There is such an over-emphasis on defining success by what you do. Many people see their job title as the single most important defining quality of their lives. Any job, even important ones, will never fully define a person. Titles, positions, roles, employers, industries are just labels on the human beings. You define those labels. You are so much bigger than your day job. Who you are. What you stand for. Becoming the best you can be. Being good. Helping others. Your values. Your passions. Your ability to love. These things define you.
Big difference between a good career and a good life.
I meet so many people who tell me:
I am a totally different person at work than I am at home.
In my next chapter, I want to do something that is meaningful to me.
We all play roles in our lives and they are different. I get it. But you compromise yourself when you can't bring your whole self to work. Again, I am not talking about your job but to your work! If you are not getting meaning from your life, then it is by definition a meaningless life.
Settling for a life that is disconnected from the soul is a tragedy.

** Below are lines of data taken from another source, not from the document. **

// src/storage/export.rs
use std::fs::OpenOptions;
use std::path::{Path, PathBuf};

use chrono::NaiveDate;
use serde::Serialize;

use crate::utils::error::StorageError;

const DELIMITER: u8 = b';';

/// One firm-year observation as written to the panel CSV.
#[derive(Debug, Clone, PartialEq, Serialize)]
pub struct PanelRow {
    #[serde(rename = "cik")]
    pub cik10: String,
    pub ticker: Option<String>,
    pub year: i32,
    pub filing_date: NaiveDate,
    pub accession_number: String,

    #[serde(rename = "item1a_word_count")]
    pub item1a_word_count: usize,

    pub risk_count: usize,
    #[serde(rename = "risk_freq")]
    pub risk_frequency: f64,

    pub negative_count: usize,
    #[serde(rename = "negative_freq")]
    pub negative_frequency: f64,

    pub uncertainty_count: usize,
    #[serde(rename = "uncertainty_freq")]
    pub uncertainty_frequency: f64,

    pub llm_risk_score: Option<f64>,

    /// Where the raw document is cached; kept for logs, not exported.
    #[serde(skip)]
    pub local_html_path: Option<PathBuf>,
}

/// Writes the panel as `;`-delimited CSV.
///
/// With `overwrite` the file is replaced; otherwise rows are appended and the
/// header is only written when the file is new or empty. No rows, no file.
pub fn write_panel_csv(rows: &[PanelRow], output_path: &Path, overwrite: bool) -> Result<usize, StorageError> {
    if rows.is_empty() {
        tracing::info!("No panel rows to write, skipping {}", output_path.display());
        return Ok(0);
    }

    if let Some(parent) = output_path.parent().filter(|p| !p.as_os_str().is_empty()) {
        std::fs::create_dir_all(parent)?;
    }

    let existing_len = std::fs::metadata(output_path).map(|m| m.len()).unwrap_or(0);
    let write_header = overwrite || existing_len == 0;

    let file = if overwrite {
        OpenOptions::new().create(true).write(true).truncate(true).open(output_path)?
    } else {
        OpenOptions::new().create(true).append(true).open(output_path)?
    };

    let mut writer = csv::WriterBuilder::new()
        .delimiter(DELIMITER)
        .has_headers(write_header)
        .from_writer(file);

    for row in rows {
        writer.serialize(row)?;
    }
    writer.flush()?;

    tracing::info!("Wrote {} panel rows to {}", rows.len(), output_path.display());
    Ok(rows.len())
}

#[cfg(test)]
mod tests {
    use super::*;

    fn row(cik: &str, year: i32) -> PanelRow {
        PanelRow {
            cik10: cik.to_string(),
            ticker: Some("AAPL".to_string()),
            year,
            filing_date: NaiveDate::from_ymd_opt(year, 11, 3).unwrap(),
            accession_number: "0000320193-23-000106".to_string(),
            item1a_word_count: 812,
            risk_count: 3,
            risk_frequency: 0.5,
            negative_count: 1,
            negative_frequency: 0.25,
            uncertainty_count: 0,
            uncertainty_frequency: 0.0,
            llm_risk_score: None,
            local_html_path: Some(PathBuf::from("/tmp/x.htm")),
        }
    }

    #[test]
    fn writes_header_and_rows() {
        let dir = tempfile::tempdir().unwrap();
        let path = dir.path().join("out").join("risk_panel.csv");

        let written = write_panel_csv(&[row("0000320193", 2023)], &path, true).unwrap();
        assert_eq!(written, 1);

        let content = std::fs::read_to_string(&path).unwrap();
        let mut lines = content.lines();
        assert_eq!(
            lines.next().unwrap(),
            "cik;ticker;year;filing_date;accession_number;item1a_word_count;risk_count;risk_freq;\
             negative_count;negative_freq;uncertainty_count;uncertainty_freq;llm_risk_score"
        );
        assert_eq!(
            lines.next().unwrap(),
            "0000320193;AAPL;2023;2023-11-03;0000320193-23-000106;812;3;0.5;1;0.25;0;0.0;"
        );
        assert!(lines.next().is_none());
    }

    #[test]
    fn append_mode_keeps_single_header() {
        let dir = tempfile::tempdir().unwrap();
        let path = dir.path().join("risk_panel.csv");

        write_panel_csv(&[row("0000320193", 2022)], &path, false).unwrap();
        write_panel_csv(&[row("0000320193", 2023)], &path, false).unwrap();

        let content = std::fs::read_to_string(&path).unwrap();
        assert_eq!(content.lines().count(), 3);
        assert_eq!(content.matches("cik;ticker").count(), 1);
    }

    #[test]
    fn empty_panel_writes_nothing() {
        let dir = tempfile::tempdir().unwrap();
        let path = dir.path().join("risk_panel.csv");
        assert_eq!(write_panel_csv(&[], &path, true).unwrap(), 0);
        assert!(!path.exists());
    }
}
fn main() {
    built::write_built_file()
        .expect("Failed to acquire build-time information");
    println!("cargo:rerun-if-changed=memory.x");
}
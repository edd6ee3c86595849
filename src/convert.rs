use crate::calibration::CalibrationTable;
use crate::design_parameters::{
    DIVIDER_OHMS, FULL_SCALE, PGA_GAIN, PGA_MODE, SUPPLY_VOLTS,
};
use num_traits::float::Float;

// The code to voltage scaling below assumes the PGA is bypassed (unity gain).
const _: () = assert!(
    matches!(PGA_MODE, ads124s08::PgaMode::Bypass)
        && matches!(PGA_GAIN, ads124s08::Gain::G1),
    "ADC code scaling requires unity PGA gain"
);

/// Offset between the Kelvin and Celsius scales.
pub const ZERO_CELSIUS: f32 = 273.15;

/// A type representing a signed 24 bit ADC conversion result.
#[derive(Copy, Clone, Debug, Default, PartialEq, Eq)]
pub struct AdcCode(pub i32);

impl AdcCode {
    /// The converter saturates at positive full scale.
    pub const MAX: Self = Self((1 << 23) - 1);
    pub const VOLT_PER_LSB: f32 = SUPPLY_VOLTS / FULL_SCALE;
    pub const LSB_PER_VOLT: f32 = 1. / Self::VOLT_PER_LSB;
}

impl From<i32> for AdcCode {
    fn from(value: i32) -> Self {
        Self(value)
    }
}

impl From<AdcCode> for f32 {
    /// Convert a raw ADC code to the voltage across the sensor.
    fn from(code: AdcCode) -> f32 {
        code.0 as f32 * AdcCode::VOLT_PER_LSB
    }
}

#[derive(Copy, Clone, Debug, PartialEq, Eq, thiserror::Error)]
pub enum ConversionError {
    /// The sensor voltage reached the excitation voltage.
    #[error("Open circuit")]
    OpenCircuit,
    /// The sensor voltage is zero or negative.
    #[error("Short circuit")]
    ShortCircuit,
    /// The resistance is outside the domain of the conversion model.
    #[error("Resistance outside model domain")]
    Domain,
}

/// Sensor resistance from the voltage across the low side of the divider.
pub fn resistance(volts: f32) -> Result<f32, ConversionError> {
    if !(volts < SUPPLY_VOLTS) {
        return Err(ConversionError::OpenCircuit);
    }
    if volts <= 0.0 {
        return Err(ConversionError::ShortCircuit);
    }
    Ok(DIVIDER_OHMS / (SUPPLY_VOLTS / volts - 1.0))
}

/// Inverse-Beta NTC model.
#[derive(Copy, Clone, Debug, PartialEq)]
pub struct Beta {
    /// Nominal temperature in Kelvin.
    pub t0: f32,
    /// Reciprocal of the Beta coefficient (1/K).
    pub inv_beta: f32,
    /// Resistance at `t0` in ohms.
    pub r0: f32,
}

impl Beta {
    /// Temperature in degrees Celsius.
    pub fn temperature(&self, ohms: f32) -> f32 {
        1.0 / (1.0 / self.t0 + self.inv_beta * Float::ln(ohms / self.r0))
            - ZERO_CELSIUS
    }
}

/// Steinhart-Hart equation `1/T = a + b ln R + c (ln R)^3`.
#[derive(Copy, Clone, Debug, PartialEq)]
pub struct SteinhartHart {
    pub a: f32,
    pub b: f32,
    pub c: f32,
}

impl SteinhartHart {
    /// Temperature in degrees Celsius.
    pub fn temperature(&self, ohms: f32) -> f32 {
        let ln_r = Float::ln(ohms);
        1.0 / (self.a + self.b * ln_r + self.c * ln_r * ln_r * ln_r)
            - ZERO_CELSIUS
    }
}

/// Resistance to temperature strategy of a channel.
#[derive(Copy, Clone, Debug, PartialEq)]
pub enum Conversion {
    Beta(Beta),
    SteinhartHart(SteinhartHart),
    Table(CalibrationTable),
}

impl Conversion {
    /// Temperature in degrees Celsius for a sensor resistance.
    pub fn temperature(&self, ohms: f32) -> Result<f32, ConversionError> {
        let celsius = match self {
            Self::Beta(beta) => beta.temperature(ohms),
            Self::SteinhartHart(sh) => sh.temperature(ohms),
            Self::Table(table) => table.interpolate(ohms),
        };
        if celsius.is_finite() {
            Ok(celsius)
        } else {
            Err(ConversionError::Domain)
        }
    }
}

/// One successful reading of a channel.
#[derive(Copy, Clone, Debug, PartialEq)]
pub struct ConversionResult {
    pub channel: usize,
    pub raw_code: AdcCode,
    pub resistance_ohms: f32,
    pub temperature_c: f32,
}

/// Convert a raw code to a temperature.
///
/// # Args
/// * `code` - The raw conversion result.
/// * `conversion` - The channel's resistance to temperature strategy.
///
/// # Returns
/// The resistance in ohms and the temperature in degrees Celsius.
pub fn convert(
    code: AdcCode,
    conversion: &Conversion,
) -> Result<(f32, f32), ConversionError> {
    if code.0 >= AdcCode::MAX.0 {
        return Err(ConversionError::OpenCircuit);
    }
    let ohms = resistance(code.into())?;
    Ok((ohms, conversion.temperature(ohms)?))
}

#[cfg(test)]
mod test {
    use super::*;
    use crate::calibration::PT100;
    use crate::design_parameters::*;
    use crate::testing::isclose;

    const THERMISTOR: Conversion = Conversion::Beta(Beta {
        t0: THERMISTOR_T0,
        inv_beta: THERMISTOR_INV_BETA,
        r0: THERMISTOR_R0,
    });

    #[test]
    fn half_scale_is_nominal() {
        let code = AdcCode(4194304);
        let volts: f32 = code.into();
        assert!(isclose(volts, 1.25, 0.0, 1e-6));
        let (ohms, celsius) = convert(code, &THERMISTOR).unwrap();
        assert!(isclose(ohms, 10_000.0, 1e-5, 0.0));
        assert!(isclose(celsius, 25.0, 0.0, 1e-3));
    }

    #[test]
    fn open_and_short() {
        assert_eq!(
            convert(AdcCode(1 << 23), &THERMISTOR),
            Err(ConversionError::OpenCircuit)
        );
        assert_eq!(
            convert(AdcCode::MAX, &THERMISTOR),
            Err(ConversionError::OpenCircuit)
        );
        assert_eq!(
            convert(AdcCode(0), &THERMISTOR),
            Err(ConversionError::ShortCircuit)
        );
        assert_eq!(
            convert(AdcCode(-1000), &THERMISTOR),
            Err(ConversionError::ShortCircuit)
        );
        assert_eq!(resistance(f32::NAN), Err(ConversionError::OpenCircuit));
    }

    #[test]
    fn thermistor_decreases_with_code() {
        let mut last = f32::INFINITY;
        // About 150 C down to -43 C.
        for code in ((1 << 18)..(1 << 23) - (1 << 18)).step_by(4099) {
            let (_, celsius) = convert(AdcCode(code), &THERMISTOR).unwrap();
            assert!(celsius < last, "{code}: {celsius} >= {last}");
            last = celsius;
        }
    }

    #[test]
    fn steinhart_hart_reference() {
        let sh = SteinhartHart {
            a: REFERENCE_A,
            b: REFERENCE_B,
            c: REFERENCE_C,
        };
        // 10 kOhm is close to 25 C for this coefficient set.
        let celsius = sh.temperature(10_000.0);
        assert!(isclose(celsius, 25.0, 0.0, 0.5), "{celsius}");
        assert!(sh.temperature(5_000.0) > celsius);
    }

    #[test]
    fn table_lookup() {
        let table = Conversion::Table(CalibrationTable::new(&PT100).unwrap());
        assert_eq!(table.temperature(100.0), Ok(0.0));
        assert_eq!(table.temperature(10_000.0), Ok(500.0));
    }

    #[test]
    fn domain_error() {
        let beta = Beta {
            t0: THERMISTOR_T0,
            inv_beta: THERMISTOR_INV_BETA,
            r0: THERMISTOR_R0,
        };
        assert_eq!(
            Conversion::Beta(beta).temperature(-1.0),
            Err(ConversionError::Domain)
        );
    }
}
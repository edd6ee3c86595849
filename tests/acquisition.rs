use ostms::{
    acquisition::Acquisition,
    calibration::{CalibrationTable, PT100},
    channel::{CHANNELS, REFERENCE, SLOTS},
    convert::Conversion,
    testing::{isclose, Loopback, SimulatedAdc, SimulatedDelay},
    Instant,
};
use serde::Deserialize;

type Simulated = Acquisition<SimulatedAdc, SimulatedDelay, Loopback>;

#[derive(Deserialize, Debug)]
struct Record<'a> {
    data: &'a str,
    temps: [Option<f32>; SLOTS],
}

#[derive(Deserialize, Debug)]
struct Notice<'a> {
    #[serde(rename = "type")]
    level: &'a str,
    message: &'a str,
}

fn pt100_reference() -> CalibrationTable {
    CalibrationTable::new(&PT100).unwrap()
}

fn setup(adc: SimulatedAdc) -> Simulated {
    let mut channels = CHANNELS;
    channels[REFERENCE] = channels[REFERENCE]
        .with_conversion(Conversion::Table(pt100_reference()));

    let mut acquisition = Acquisition::new(
        adc,
        SimulatedDelay::default(),
        Loopback::default(),
        channels,
        Instant::from_ticks(0),
    );
    acquisition.probe().unwrap();
    acquisition
}

fn records(acquisition: &Simulated) -> Vec<[Option<f32>; SLOTS]> {
    acquisition
        .interface()
        .lines()
        .filter_map(|line| serde_json_core::from_str::<Record>(line).ok())
        .map(|(record, _)| {
            assert_eq!(record.data, "thermistors");
            record.temps
        })
        .collect()
}

fn notices(acquisition: &Simulated) -> Vec<(String, String)> {
    acquisition
        .interface()
        .lines()
        .filter_map(|line| serde_json_core::from_str::<Notice>(line).ok())
        .map(|(notice, _)| (notice.level.into(), notice.message.into()))
        .collect()
}

fn run(acquisition: &mut Simulated, count: usize) {
    for _ in 0..1000 {
        if records(acquisition).len() >= count {
            return;
        }
        let now = Instant::from_ticks(acquisition.delay().elapsed_ms() as u32);
        acquisition.service(now, true).unwrap();
    }
    panic!("Acquisition stalled");
}

#[test]
fn every_line_is_json() {
    let mut acquisition = setup(SimulatedAdc::new());
    run(&mut acquisition, 2);
    let output = acquisition.interface().output();
    assert!(output.ends_with('\n'));
    for line in output.lines() {
        assert!(
            serde_json_core::from_str::<Record>(line).is_ok()
                || serde_json_core::from_str::<Notice>(line).is_ok(),
            "{line}"
        );
    }
    assert_eq!(
        notices(&acquisition)[0],
        (String::from("Info"), String::from("ADC 1 found"))
    );
}

#[test]
fn reference_from_calibration_table() {
    let mut adc = SimulatedAdc::new();
    adc.set_resistance(REFERENCE, 110.0);
    let mut acquisition = setup(adc);
    acquisition.interface_mut().host_sends("REF ON\r\n");

    run(&mut acquisition, 2);

    let records = records(&acquisition);
    // The command takes effect from the cycle after it was received.
    assert_eq!(records[0][REFERENCE], Some(0.0));
    let expected = pt100_reference().interpolate(110.0);
    let reference = records[1][REFERENCE].unwrap();
    assert!(isclose(reference, expected, 0.0, 0.02), "{reference}");
    assert!(reference > 25.0 && reference < 27.0);
    let ack = (String::from("Info"), String::from("Ref On"));
    assert!(notices(&acquisition).contains(&ack));
}

#[test]
fn faulty_sensors_are_null() {
    let mut adc = SimulatedAdc::new();
    adc.set_code(1, 0x7fffff);
    adc.set_code(4, 0);
    adc.set_resistance(5, 20_000.0);
    let mut acquisition = setup(adc);

    run(&mut acquisition, 1);

    let record = records(&acquisition)[0];
    assert_eq!(record[1], None);
    assert_eq!(record[4], None);
    for channel in [0, 2, 3] {
        assert!(isclose(record[channel].unwrap(), 25.0, 0.0, 0.01));
    }
    // Colder than nominal at twice the nominal resistance.
    assert!(record[5].unwrap() < 15.0);
    assert_eq!(record[REFERENCE], Some(0.0));
}

#[test]
fn commands_are_acknowledged() {
    let mut acquisition = setup(SimulatedAdc::new());
    acquisition
        .interface_mut()
        .host_sends("REF ON\nFOO BAR\nREF OFF\n");

    run(&mut acquisition, 3);

    let notices = notices(&acquisition);
    let replies: Vec<&str> = notices
        .iter()
        .skip(1)
        .map(|(_, message)| message.as_str())
        .collect();
    assert_eq!(replies, ["Ref On", "ERROR UNKNOWN COMMAND", "Ref Off"]);
    assert!(!acquisition.sequencer().reference_enabled());
    assert!(records(&acquisition)
        .iter()
        .all(|record| record[REFERENCE] == Some(0.0)));
}

#[test]
fn cycle_time_is_bounded() {
    let mut acquisition = setup(SimulatedAdc::new());
    acquisition.interface_mut().host_sends("REF ON\n");
    run(&mut acquisition, 1);
    let start = acquisition.delay().elapsed_ms();
    run(&mut acquisition, 2);
    // Seven channels with settle and gap delays
    assert!(acquisition.delay().elapsed_ms() - start <= 3_000);
}

#[test]
fn congested_link_keeps_whole_lines() {
    let mut acquisition = setup(SimulatedAdc::new());
    acquisition.interface_mut().clear_output();
    acquisition.interface_mut().set_free(Some(30));
    for _ in 0..200 {
        let now = Instant::from_ticks(acquisition.delay().elapsed_ms() as u32);
        acquisition.service(now, true).unwrap();
    }
    assert_eq!(acquisition.interface().output().len(), 30);

    acquisition.interface_mut().set_free(None);
    run(&mut acquisition, 2);
    let output = acquisition.interface().output();
    for line in output.lines() {
        assert!(
            serde_json_core::from_str::<Record>(line).is_ok()
                || serde_json_core::from_str::<Notice>(line).is_ok(),
            "{line}"
        );
    }
}
//! Slide temperature monitor
//!
//! Six slide thermistors and an optional reference probe are scanned through the ADS124S08.
//! One JSON telemetry record per scan is sent over the USB serial port. The host may send
//! `REF ON`, `REF OFF` and `REGS`.
//!
//! The scan runs in `idle` and blocks for settle times. USB is serviced by a periodic task
//! that preempts the scan. The ADC data-ready falling edge raises a flag from its interrupt.
#![cfg_attr(target_os = "none", no_std)]
#![cfg_attr(target_os = "none", no_main)]

/// Run three scans against the simulated ADC and print the host link output.
#[cfg(not(target_os = "none"))]
fn main() {
    use ostms::{
        acquisition::Acquisition,
        channel::CHANNELS,
        metadata::ApplicationMetadata,
        testing::{Loopback, SimulatedAdc, SimulatedDelay},
        Instant,
    };

    println!("{}", ApplicationMetadata::new());

    let mut adc = SimulatedAdc::new();
    for (channel, ohms) in
        [12_000., 11_000., 10_000., 9_000., 8_000., 7_000., 110.]
            .into_iter()
            .enumerate()
    {
        adc.set_resistance(channel, ohms);
    }

    let mut acquisition = Acquisition::new(
        adc,
        SimulatedDelay::default(),
        Loopback::default(),
        CHANNELS,
        Instant::from_ticks(0),
    );
    acquisition.probe().unwrap();
    acquisition.interface_mut().host_sends("REF ON\n");

    let records = |link: &Loopback| {
        link.lines().filter(|line| line.starts_with("{\"data\"")).count()
    };
    while records(acquisition.interface()) < 3 {
        let now = Instant::from_ticks(acquisition.delay().elapsed_ms() as u32);
        acquisition.service(now, true).unwrap();
    }

    for line in acquisition.interface().lines() {
        println!("{line}");
    }
}

#[cfg(target_os = "none")]
#[rtic::app(device = ostms::hardware::hal::stm32, peripherals = true, dispatchers=[DCMI, JPEG])]
mod app {
    use fugit::ExtU32;
    use rtic_monotonics::Monotonic;

    use ostms::{
        acquisition::Acquisition,
        channel::CHANNELS,
        hardware::{self, delay::AsmDelay, hal, Adc, DataReady, Systick, UsbSerial},
        sequencer,
    };

    #[shared]
    struct Shared {}

    #[local]
    struct Local {
        acquisition: Acquisition<Adc, AsmDelay, UsbSerial>,
        data_ready: DataReady,
    }

    #[init]
    fn init(c: init::Context) -> (Shared, Local) {
        let devices = hardware::setup::setup(c.core, c.device);

        let acquisition = Acquisition::new(
            devices.adc,
            devices.delay,
            devices.usb_serial,
            CHANNELS,
            Systick::now(),
        );

        usb::spawn().unwrap();

        (
            Shared {},
            Local {
                acquisition,
                data_ready: devices.data_ready,
            },
        )
    }

    #[idle(local=[acquisition])]
    fn idle(c: idle::Context) -> ! {
        let acquisition = c.local.acquisition;

        if let Err(e) = acquisition.probe() {
            log::error!("ADC setup failed: {e}");
        }

        loop {
            if let Err(e) = acquisition
                .service(Systick::now(), sequencer::take_conversion_ready())
            {
                log::warn!("Acquisition: {e}");
            }
        }
    }

    #[task(priority = 1)]
    async fn usb(_: usb::Context) {
        loop {
            hardware::usb::poll();
            Systick::delay(10.millis()).await;
        }
    }

    #[task(binds = EXTI0, priority = 2, local=[data_ready])]
    fn data_ready(c: data_ready::Context) {
        use hal::gpio::ExtiPin;
        c.local.data_ready.clear_interrupt_pending_bit();
        sequencer::on_conversion_ready();
    }
}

David Brooks recently wrote about the warped way people think about their careers and lives:
In whatever field you go into, you will face greed, frustration and failure. You may find your life challenged by depression, alcoholism, infidelity, your own stupidity and self-indulgence. So how should you structure your soul to prepare for this? Simply working at Amnesty International instead of McKinsey is not necessarily going to help you with these primal character tests.
The most efficient and effective strategy that will maximize our society's returns requires each of us to become and help others become, who they are. To develop that inner goodness. Helping people know themselves, pursue their gifts, and define their lives accordingly is the greatest mentoring and networking opportunity.
Who are you? Will your job title be your legacy or your epitaph? Now what are you going to do?